Sans le savoir, vous avez probablement de lointains cousins outre-Atlantique, descendants d’émigrants des XIXe et XXe siècles. La généalogie permet de partir à leur recherche.

Ils sont partis car ils n’avaient rien à perdre. Dans leurs maigres bagages, outre quelques outils, ils ont emporté un peu de leur culture, des noms de patelins qui sentaient bon la Mère Patrie et qui dénotent aujourd’hui sur la carte des USA: Antwerp (Ohio), Ghent (Minnesota), Namur (Wisconsin), Brussels (Illinois), Watervliet (New York), Charleroi (Pennsylvanie)... Entre 1820 et 1970, quelque 200.000 Belges ont émigré vers l’Amérique du Nord. « C’est globalement peu par rapport à d’autres nationalités, mais au regard de la population belge de l’époque, le chiffre est important, commente Marie Cappart, historienne et généalogiste professionnelle. Ma pratique me laisse penser que dans les familles belges  » anciennes « , celles qui sont déjà implantées en Belgique au XIXe siècle, il y a presque toujours un parent proche ou lointain qui est parti aux Etats-Unis. »

UNE HERBE PLUS VERTE AILLEURS

À l’origine de ces départs, il y a bien souvent la misère. Au XIXe siècle, elle est loin d’être rare en Belgique : le siècle est traversé par de nombreuses crises, économiques et agricoles, qui frappent durement paysans et ouvriers qualifiés, en Flandre comme en Wallonie. Nombreux sont ceux à vouloir prendre la route, à la recherche de conditions de vie plus décentes.  » Or, comme ailleurs en Europe, il existe des recruteurs très actifs qui en profitent pour vanter la vie outre-Atlantique, détaille la généalogiste. Ils proposent des offres alléchantes, comme des lopins de terre qui seront offerts après x années passées sur place. »

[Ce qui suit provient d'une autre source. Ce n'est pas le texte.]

// =============================================================================
// Tests
// =============================================================================

#[cfg(test)]
mod tests {
    use super::*;
    use std::io::Write as _;

    /// Minimal single-IFD classic TIFF builder for rewriter tests.
    ///
    /// Layout: header, IFD, external byte-count/offset arrays, description,
    /// strip data.
    struct TestTiff {
        description: String,
        strips: Vec<Vec<u8>>,
        compression: u16,
    }

    impl TestTiff {
        fn new(description: &str, strips: Vec<Vec<u8>>, compression: u16) -> Self {
            TestTiff {
                description: description.to_string(),
                strips,
                compression,
            }
        }

        fn build(&self) -> Vec<u8> {
            let entry_count = 9u16;
            let ifd_offset = 8u32;
            let ifd_size = 2 + entry_count as usize * 12 + 4;
            let arrays_offset = ifd_offset as usize + ifd_size;
            let strip_count = self.strips.len();

            let counts_offset = arrays_offset;
            let offsets_offset = counts_offset + strip_count * 4;
            let desc_offset = offsets_offset + strip_count * 4;
            let data_offset = desc_offset + self.description.len();

            let mut strip_offsets = Vec::new();
            let mut cursor = data_offset as u32;
            for strip in &self.strips {
                strip_offsets.push(cursor);
                cursor += strip.len() as u32;
            }

            let mut out = Vec::new();
            out.extend_from_slice(&[0x49, 0x49, 0x2A, 0x00]); // II, 42
            out.extend_from_slice(&ifd_offset.to_le_bytes());

            out.extend_from_slice(&entry_count.to_le_bytes());
            let mut entry = |tag: u16, field_type: u16, count: u32, value: [u8; 4]| {
                out.extend_from_slice(&tag.to_le_bytes());
                out.extend_from_slice(&field_type.to_le_bytes());
                out.extend_from_slice(&count.to_le_bytes());
                out.extend_from_slice(&value);
            };

            let long = |v: u32| v.to_le_bytes();
            let short = |v: u16| {
                let mut b = [0u8; 4];
                b[..2].copy_from_slice(&v.to_le_bytes());
                b
            };

            entry(256, 4, 1, long(8)); // ImageWidth
            entry(257, 4, 1, long(4)); // ImageLength
            entry(258, 3, 1, short(8)); // BitsPerSample
            entry(259, 3, 1, short(self.compression)); // Compression
            entry(
                270,
                2,
                self.description.len() as u32,
                long(desc_offset as u32),
            );
            entry(273, 4, strip_count as u32, long(offsets_offset as u32));
            entry(277, 3, 1, short(3)); // SamplesPerPixel
            entry(278, 4, 1, long(2)); // RowsPerStrip
            entry(279, 4, strip_count as u32, long(counts_offset as u32));

            out.extend_from_slice(&0u32.to_le_bytes()); // next IFD

            for strip in &self.strips {
                out.extend_from_slice(&(strip.len() as u32).to_le_bytes());
            }
            for offset in &strip_offsets {
                out.extend_from_slice(&offset.to_le_bytes());
            }
            out.extend_from_slice(self.description.as_bytes());
            for strip in &self.strips {
                out.extend_from_slice(strip);
            }

            out
        }

        fn write_to_temp(&self) -> tempfile::NamedTempFile {
            let mut file = tempfile::NamedTempFile::new().unwrap();
            file.write_all(&self.build()).unwrap();
            file.flush().unwrap();
            file
        }
    }

    fn label_fixture() -> TestTiff {
        TestTiff::new(
            "Aperio Image Library\nlabel 8x4",
            vec![vec![1, 2, 3, 4], vec![5, 6, 7, 8, 9]],
            1,
        )
    }

    // -------------------------------------------------------------------------
    // Parsing tests
    // -------------------------------------------------------------------------

    #[test]
    fn test_open_parses_ifds_and_tags() {
        let temp = label_fixture().write_to_temp();
        let mut slide = SlideFile::open(temp.path()).unwrap();

        assert_eq!(slide.ifd_count(), 1);
        assert_eq!(slide.image_width(0).unwrap(), 8);
        assert_eq!(slide.image_length(0).unwrap(), 4);
        assert_eq!(slide.samples_per_pixel(0).unwrap(), 3);
        assert_eq!(slide.compression(0).unwrap(), 1);
        assert_eq!(slide.rows_per_strip(0).unwrap(), 2);
        assert_eq!(slide.predictor(0).unwrap(), 1);
        assert_eq!(slide.strip_byte_counts(0).unwrap(), vec![4, 5]);
    }

    #[test]
    fn test_description_and_label_lookup() {
        let temp = label_fixture().write_to_temp();
        let mut slide = SlideFile::open(temp.path()).unwrap();

        let description = slide.description(0).unwrap().unwrap();
        assert!(description.contains("label"));
        assert_eq!(slide.find_label_ifd().unwrap(), Some(0));
    }

    #[test]
    fn test_read_strip_data_concatenates_in_order() {
        let temp = label_fixture().write_to_temp();
        let mut slide = SlideFile::open(temp.path()).unwrap();

        let data = slide.read_strip_data(0).unwrap();
        assert_eq!(&data[..], &[1, 2, 3, 4, 5, 6, 7, 8, 9]);
    }

    #[test]
    fn test_writes_rejected_on_read_only_handle() {
        let temp = label_fixture().write_to_temp();
        let mut slide = SlideFile::open(temp.path()).unwrap();

        let result = slide.replace_description(0, "x");
        assert!(matches!(result, Err(TiffError::Io(_))));
    }

    // -------------------------------------------------------------------------
    // Strip replacement tests
    // -------------------------------------------------------------------------

    #[test]
    fn test_replace_strips_appends_and_updates_tags() {
        let temp = label_fixture().write_to_temp();
        let original_len = std::fs::metadata(temp.path()).unwrap().len();

        let mut slide = SlideFile::open_rw(temp.path()).unwrap();
        let old_offsets = slide.strip_offsets(0).unwrap();

        let new_strips = vec![vec![0xAA; 7], vec![0xBB; 3]];
        slide.replace_strips(0, &new_strips, 8).unwrap();

        // Tags updated
        assert_eq!(slide.compression(0).unwrap(), 8);
        assert_eq!(slide.strip_byte_counts(0).unwrap(), vec![7, 3]);
        let new_offsets = slide.strip_offsets(0).unwrap();
        assert!(new_offsets.iter().all(|&o| o as u64 >= original_len));

        // New data readable through the same handle
        let data = slide.read_strip_data(0).unwrap();
        assert_eq!(&data[..7], &[0xAA; 7]);
        assert_eq!(&data[7..], &[0xBB; 3]);

        // Old region wiped with zeros
        drop(slide);
        let bytes = std::fs::read(temp.path()).unwrap();
        let first = old_offsets[0] as usize;
        assert!(bytes[first..first + 9].iter().all(|&b| b == 0));
    }

    #[test]
    fn test_replace_strips_with_more_strips_than_before() {
        let temp = label_fixture().write_to_temp();
        let mut slide = SlideFile::open_rw(temp.path()).unwrap();

        // Three strips where the table slot holds two: the arrays must be
        // appended and the entry counts rewritten
        let new_strips = vec![vec![1u8; 2], vec![2u8; 2], vec![3u8; 2]];
        slide.replace_strips(0, &new_strips, 1).unwrap();

        assert_eq!(slide.strip_byte_counts(0).unwrap(), vec![2, 2, 2]);
        assert_eq!(slide.strip_offsets(0).unwrap().len(), 3);
        assert_eq!(&slide.read_strip_data(0).unwrap()[..], &[1, 1, 2, 2, 3, 3]);

        // Survives a reopen (tables were really rewritten on disk)
        drop(slide);
        let mut reopened = SlideFile::open(temp.path()).unwrap();
        assert_eq!(reopened.strip_byte_counts(0).unwrap(), vec![2, 2, 2]);
    }

    #[test]
    fn test_restore_strips_round_trip() {
        let fixture = label_fixture();
        let temp = fixture.write_to_temp();
        let pristine = std::fs::read(temp.path()).unwrap();

        let mut slide = SlideFile::open_rw(temp.path()).unwrap();
        let offsets = slide.strip_offsets(0).unwrap();
        let counts = slide.strip_byte_counts(0).unwrap();
        let compression = slide.compression(0).unwrap();
        let data = slide.read_strip_data(0).unwrap();

        slide
            .replace_strips(0, &[vec![0xCC; 12], vec![0xDD; 11]], 8)
            .unwrap();
        slide
            .restore_strips(0, &counts, &offsets, compression, &data)
            .unwrap();
        drop(slide);

        // Byte-for-byte identical up to the original length; the appended
        // tail past original EOF is permitted to remain
        let restored = std::fs::read(temp.path()).unwrap();
        assert_eq!(&restored[..pristine.len()], &pristine[..]);
    }

    // -------------------------------------------------------------------------
    // Description replacement tests
    // -------------------------------------------------------------------------

    #[test]
    fn test_replace_description_shorter_pads_in_place() {
        let temp = label_fixture().write_to_temp();
        let mut slide = SlideFile::open_rw(temp.path()).unwrap();

        let entry_before = slide
            .entry(0, TiffTag::ImageDescription)
            .unwrap()
            .unwrap();
        let location = entry_before
            .value_location(ByteOrder::LittleEndian)
            .unwrap();
        let old_count = entry_before.count;

        slide.replace_description(0, "short").unwrap();
        assert_eq!(slide.description(0).unwrap().unwrap(), "short");
        drop(slide);

        // The old region was overwritten: text then spaces to the old length
        let bytes = std::fs::read(temp.path()).unwrap();
        let region = &bytes[location as usize..(location + old_count as u64) as usize];
        assert_eq!(&region[..5], b"short");
        assert!(region[5..].iter().all(|&b| b == b' '));
    }

    #[test]
    fn test_replace_description_longer_appends() {
        let temp = label_fixture().write_to_temp();
        let original_len = std::fs::metadata(temp.path()).unwrap().len();

        let mut slide = SlideFile::open_rw(temp.path()).unwrap();
        let long_text = "x".repeat(200);
        slide.replace_description(0, &long_text).unwrap();

        assert_eq!(slide.description(0).unwrap().unwrap(), long_text);

        let entry = slide.entry(0, TiffTag::ImageDescription).unwrap().unwrap();
        assert!(entry.value_or_offset(ByteOrder::LittleEndian) as u64 >= original_len);
    }

    #[test]
    fn test_restore_description_round_trip() {
        let fixture = label_fixture();
        let temp = fixture.write_to_temp();
        let pristine = std::fs::read(temp.path()).unwrap();

        let mut slide = SlideFile::open_rw(temp.path()).unwrap();
        let (entry, location) = slide.description_entry(0).unwrap().unwrap();
        let original = slide.description(0).unwrap().unwrap();

        slide
            .replace_description(0, &"y".repeat(300))
            .unwrap();
        slide
            .restore_description(0, entry.count, location as u32, &original)
            .unwrap();
        drop(slide);

        let restored = std::fs::read(temp.path()).unwrap();
        assert_eq!(&restored[..pristine.len()], &pristine[..]);
    }
}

Les arguments font mouche : dans certains villages, notamment dans le Brabant wallon et la région de Louvain, plus de 10% des habitants s’embarquent pour le Nouveau Monde en l’espace de quelques années. Les lettres de ces émigrants, invitant leurs compatriotes à venir les rejoindre, contribuent à prolonger l’exode. Ce mouvement migratoire connaît un second « boom » au XXe siècle, au lendemain des deux guerres mondiales : s’embarquent alors ceux et celles qui ont tout perdu dans les combats... ou qui ont succombé aux charmes d’un soldat yankee !

UN DÉPART SANS RETOUR

En règle générale, les candidats à l’exil partent en vendant tout pour se payer la traversée. Il s’agit d’un départ sans retour possible. Pour les premiers émigrants, les conditions de voyage sont dantesques: les passagers de troisième classe sont parqués à fond de cale, dans une promiscuité révoltante, et les décès en mer ne sont pas si rares. La situation s’améliore quelque peu par la suite, notamment avec la création et l’installation de la compagnie maritime Red Star Line à Anvers en 1871. La ville devient rapidement le principal port d’embarquement pour les émigrants d’Europe à destination du Nouveau Monde.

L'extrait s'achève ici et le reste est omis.